Platicaba con Miguel Ángel Jimeno la semana pasada precisamente sobre la importancia decisiva de manejar el idioma en el oficio periodístico. Un manejo que comienza por saber colocar en su sitio comas y acentos, claro, lo que no abunda, todo sea dicho, pero que debe aspirar a mucho más que eso: el periodista está llamado a escribir como los ángeles, que es una expresión que uso con frecuencia porque me gusta y porque creo que recoge mejor que ninguna otra el sentido de la aspiración. ¿Están preocupadas las facultades de Periodismo por enseñar a sus estudiantes a escribir como los ángeles? No lo veo. No lo creo. Por algo las facultades de Periodismo se llaman hoy de Comunicación, que no es lo mismo, ni mucho menos.
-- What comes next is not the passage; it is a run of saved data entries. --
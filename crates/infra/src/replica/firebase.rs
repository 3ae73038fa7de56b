//! Firebase Realtime Database REST sink.
//!
//! `PUT {database_url}/{path}.json` replaces the node at `path` in one request,
//! which gives the delete-then-write semantics a full collection push needs.

use std::time::Duration;

use serde_json::{Map, Value};
use tracing::{debug, instrument};

use super::{ReplicaError, ReplicaSink};
use crate::config::FirebaseConfig;

const REQUEST_TIMEOUT: Duration = Duration::from_secs(15);

#[derive(Debug, Clone)]
pub struct FirebaseRestSink {
    client: reqwest::Client,
    database_url: String,
    auth_token: Option<String>,
}

impl FirebaseRestSink {
    pub fn new(config: &FirebaseConfig) -> Result<Self, ReplicaError> {
        let client = reqwest::Client::builder()
            .timeout(REQUEST_TIMEOUT)
            .build()
            .map_err(|e| ReplicaError::Transport(e.to_string()))?;
        Ok(Self {
            client,
            database_url: config.database_url.trim_end_matches('/').to_string(),
            auth_token: config.auth_token.clone(),
        })
    }

    fn node_url(&self, path: &str) -> String {
        format!("{}/{}.json", self.database_url, path.trim_matches('/'))
    }
}

#[async_trait::async_trait]
impl ReplicaSink for FirebaseRestSink {
    #[instrument(skip(self, records), fields(records = records.len()), err)]
    async fn replace_collection(
        &self,
        path: &str,
        records: Map<String, Value>,
    ) -> Result<(), ReplicaError> {
        let mut req = self.client.put(self.node_url(path)).json(&records);
        if let Some(token) = &self.auth_token {
            req = req.query(&[("auth", token)]);
        }

        let resp = req
            .send()
            .await
            .map_err(|e| ReplicaError::Transport(e.to_string()))?;

        let status = resp.status();
        if !status.is_success() {
            return Err(ReplicaError::Rejected {
                path: path.to_string(),
                status: status.as_u16(),
                body: resp.text().await.unwrap_or_default(),
            });
        }

        debug!(path, "replica collection replaced");
        Ok(())
    }

    fn name(&self) -> &'static str {
        "firebase"
    }
}

#[cfg(test)]
mod tests {
    use super::*;

    #[test]
    fn node_url_joins_without_double_slashes() {
        let sink = FirebaseRestSink::new(&FirebaseConfig {
            database_url: "https://demo.firebaseio.com/".into(),
            auth_token: None,
        })
        .unwrap();
        assert_eq!(
            sink.node_url("/products/"),
            "https://demo.firebaseio.com/products.json"
        );
    }

    #[tokio::test]
    async fn unreachable_host_is_a_transport_error() {
        let sink = FirebaseRestSink::new(&FirebaseConfig {
            database_url: "http://127.0.0.1:9".into(),
            auth_token: Some("t".into()),
        })
        .unwrap();
        let err = sink
            .replace_collection("products", Map::new())
            .await
            .unwrap_err();
        assert!(matches!(err, ReplicaError::Transport(_)));
    }
}
use chrono::NaiveDate;
use serde::{Deserialize, Serialize};

use inventaris_core::ProductId;
use inventaris_infra::store::{OrderQuery, Page, PageRequest, ProductQuery, ProductSort, SortOrder};
use inventaris_products::{NewProduct, Product, ProductStatus, StockStatus};
use inventaris_purchasing::PurchaseOrderStatus;
use inventaris_reporting::{Granularity, PerformanceSort, TrendMetric};
use inventaris_sales::SalesOrderStatus;
use inventaris_suppliers::SupplierStatus;

use crate::app::errors;
use crate::app::services::products::BulkAction;
use crate::app::services::stock::StockAdjustment;

pub const PRODUCTS_PER_PAGE: u32 = 10;
pub const STOCK_PER_PAGE: u32 = 15;
pub const HISTORY_PER_PAGE: u32 = 20;
pub const TRANSACTIONS_PER_PAGE: u32 = 10;
pub const ORDERS_PER_PAGE: u32 = 10;
pub const RECENT_TRANSACTIONS: u32 = 10;

type Rejection = axum::response::Response;

// -------------------------
// Request DTOs
// -------------------------

#[derive(Debug, Deserialize)]
pub struct CreateProductRequest {
    /// Generated from name and category when absent.
    pub sku: Option<String>,
    #[serde(flatten)]
    pub product: NewProduct,
}

#[derive(Debug, Deserialize)]
pub struct BulkProductRequest {
    pub action: BulkAction,
    pub product_ids: Vec<ProductId>,
    pub category: Option<String>,
}

#[derive(Debug, Deserialize)]
pub struct BulkAdjustRequest {
    pub adjustments: Vec<StockAdjustment>,
}

#[derive(Debug, Deserialize)]
pub struct SupplierStatusRequest {
    pub status: String,
}

#[derive(Debug, Deserialize)]
pub struct SyncRequest {
    #[serde(default = "all_tables")]
    pub table: String,
}

fn all_tables() -> String {
    crate::app::services::sync::ALL_TABLES.to_string()
}

impl Default for SyncRequest {
    fn default() -> Self {
        Self { table: all_tables() }
    }
}

// -------------------------
// Query strings
// -------------------------

#[derive(Debug, Default, Deserialize)]
pub struct PageParams {
    pub page: Option<u32>,
    pub per_page: Option<u32>,
}

impl PageParams {
    pub fn request(&self, default_per_page: u32) -> PageRequest {
        PageRequest::new(self.page, self.per_page, default_per_page)
    }
}

// Query structs spell out their paging fields: `serde(flatten)` does not
// survive urlencoded numbers.

#[derive(Debug, Default, Deserialize)]
pub struct ProductListParams {
    pub search: Option<String>,
    pub category: Option<String>,
    pub status: Option<String>,
    pub stock_status: Option<String>,
    pub sort: Option<ProductSort>,
    pub order: Option<SortOrder>,
    pub page: Option<u32>,
    pub per_page: Option<u32>,
}

impl ProductListParams {
    pub fn page_request(&self, default_per_page: u32) -> PageRequest {
        PageRequest::new(self.page, self.per_page, default_per_page)
    }

    pub fn query(&self) -> Result<ProductQuery, Rejection> {
        Ok(ProductQuery {
            search: self.search.clone(),
            category: non_empty(&self.category),
            status: parse_opt::<ProductStatus>(&self.status)?,
            stock_status: parse_opt::<StockStatus>(&self.stock_status)?,
            sort: self.sort.unwrap_or_default(),
            order: self.order.unwrap_or_default(),
        })
    }
}

#[derive(Debug, Default, Deserialize)]
pub struct OrderListParams {
    pub status: Option<String>,
    pub search: Option<String>,
    pub page: Option<u32>,
    pub per_page: Option<u32>,
}

impl OrderListParams {
    pub fn page_request(&self) -> PageRequest {
        PageRequest::new(self.page, self.per_page, ORDERS_PER_PAGE)
    }

    pub fn purchase_query(&self) -> Result<OrderQuery<PurchaseOrderStatus>, Rejection> {
        Ok(OrderQuery {
            status: parse_opt(&self.status)?,
            search: self.search.clone(),
        })
    }

    pub fn sales_query(&self) -> Result<OrderQuery<SalesOrderStatus>, Rejection> {
        Ok(OrderQuery {
            status: parse_opt(&self.status)?,
            search: self.search.clone(),
        })
    }
}

#[derive(Debug, Default, Deserialize)]
pub struct SupplierListParams {
    pub status: Option<String>,
}

impl SupplierListParams {
    pub fn status(&self) -> Result<Option<SupplierStatus>, Rejection> {
        parse_opt(&self.status)
    }
}

#[derive(Debug, Default, Deserialize)]
pub struct LimitParams {
    pub limit: Option<u32>,
}

#[derive(Debug, Default, Deserialize)]
pub struct SalesReportParams {
    pub date_from: Option<NaiveDate>,
    pub date_to: Option<NaiveDate>,
}

#[derive(Debug, Default, Deserialize)]
pub struct TrendParams {
    pub period: Option<String>,
    pub date_from: Option<NaiveDate>,
    pub date_to: Option<NaiveDate>,
    /// Comma-separated metric names; empty selects every metric.
    pub metrics: Option<String>,
}

impl TrendParams {
    pub fn granularity(&self) -> Result<Granularity, Rejection> {
        Ok(parse_opt(&self.period)?.unwrap_or_default())
    }

    pub fn metrics(&self) -> Result<Vec<TrendMetric>, Rejection> {
        let mut metrics = Vec::new();
        for name in self.metrics.as_deref().unwrap_or_default().split(',') {
            let name = name.trim();
            if name.is_empty() {
                continue;
            }
            let metric = errors::parse_param::<TrendMetric>(name)?;
            if !metrics.contains(&metric) {
                metrics.push(metric);
            }
        }
        Ok(metrics)
    }
}

#[derive(Debug, Default, Deserialize)]
pub struct PerformanceParams {
    pub date_from: Option<NaiveDate>,
    pub date_to: Option<NaiveDate>,
    pub category: Option<String>,
    pub sort_by: Option<String>,
    pub limit: Option<usize>,
}

impl PerformanceParams {
    pub fn sort(&self) -> Result<PerformanceSort, Rejection> {
        Ok(parse_opt(&self.sort_by)?.unwrap_or_default())
    }

    pub fn category(&self) -> Option<String> {
        non_empty(&self.category)
    }
}

fn non_empty(value: &Option<String>) -> Option<String> {
    value
        .as_deref()
        .map(str::trim)
        .filter(|v| !v.is_empty())
        .map(str::to_string)
}

fn parse_opt<T>(value: &Option<String>) -> Result<Option<T>, Rejection>
where
    T: core::str::FromStr<Err = inventaris_core::DomainError>,
{
    non_empty(value)
        .map(|v| errors::parse_param::<T>(&v))
        .transpose()
}

// -------------------------
// JSON mapping helpers
// -------------------------

/// A page of rows with the totals clients need for pagination controls.
#[derive(Debug, Serialize)]
pub struct PageBody<T> {
    pub data: Vec<T>,
    pub total: u64,
    pub page: u32,
    pub per_page: u32,
    pub last_page: u64,
    pub from: Option<u64>,
    pub to: Option<u64>,
}

impl<T> From<Page<T>> for PageBody<T> {
    fn from(page: Page<T>) -> Self {
        let (last_page, from, to) = (page.total_pages().max(1), page.from(), page.to());
        Self {
            data: page.items,
            total: page.total,
            page: page.page,
            per_page: page.per_page,
            last_page,
            from,
            to,
        }
    }
}

/// Product fields plus its derived stock classification.
pub fn product_to_json(product: &Product) -> Result<serde_json::Value, axum::response::Response> {
    let mut value = errors::to_json(product)?;
    if let Some(map) = value.as_object_mut() {
        map.insert(
            "stock_status".into(),
            product.stock_status().as_str().into(),
        );
        map.insert(
            "stock_value".into(),
            product.stock_value().minor().into(),
        );
    }
    Ok(value)
}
Patxi Zudaire es de los que nunca se equivoca a la hora de colocar una coma o un acento. Y, además, escribe como los ángeles. Para mí, es el Juanjo Millás del periodismo navarro: ¡cómo les gusta a ambos inventar disparates y con qué precisión los describen! Ahora que se ha jubilado de la prensa, el viernes presentó por fin su primera novela, ‘Ayer mismo’, autobiográfica sin serlo, y que tiene una portada verdaderamente surrealista, digna de él. Al principio pensé que alguien le había colado un gol en el descuento, como a su querido Osasuna. Más que la cubierta de una novela-peripecia, con tremenda dosis de humor y puterío, esa puesta de sol sobre el mar me recordó a ciertos manuales de autoayuda barata. Pero luego caí en la cuenta de que, viniendo de Patxi, la cosa tenía miga seguro. No me atreví a plantearlo en el turno de preguntas por respeto al editor, presente, y porque rondaban detrás antiguos compañeros menos vergonzosos que yo. ¿Qué tiene de malvado un atardecer perfecto? ¿Dónde está la retranca? Espero que Patxi confiese porque es de los que no da puntada sin hilo, y menos con la pluma.

Conviví con Patxi casi dos años en un cuartico sin ventanas de tres por tres metros. Echábamos a andar un periódico: yo sin tener ni idea y él ya de vuelta de Barcelona y Zaragoza, un poco de vuelta, sí, aunque todavía obsesionado por dar noticias. Era mi subdirector. Fumaba sin parar. Tragué nicotina para siete vidas. Aprendí a cuadrar matrices en los titulares, a poner las comas primorosamente y a echar juramentos. Ganamos juntos el torneo de paleta goma del periódico. Soñaba con descargar bobinas en el otro periódico, al que finalmente dio a parar con sus huesos, su pulcritud lingüística y los humores liberados. Nos reconfortamos en un tiempo difícil e hicimos buenas migas para siempre.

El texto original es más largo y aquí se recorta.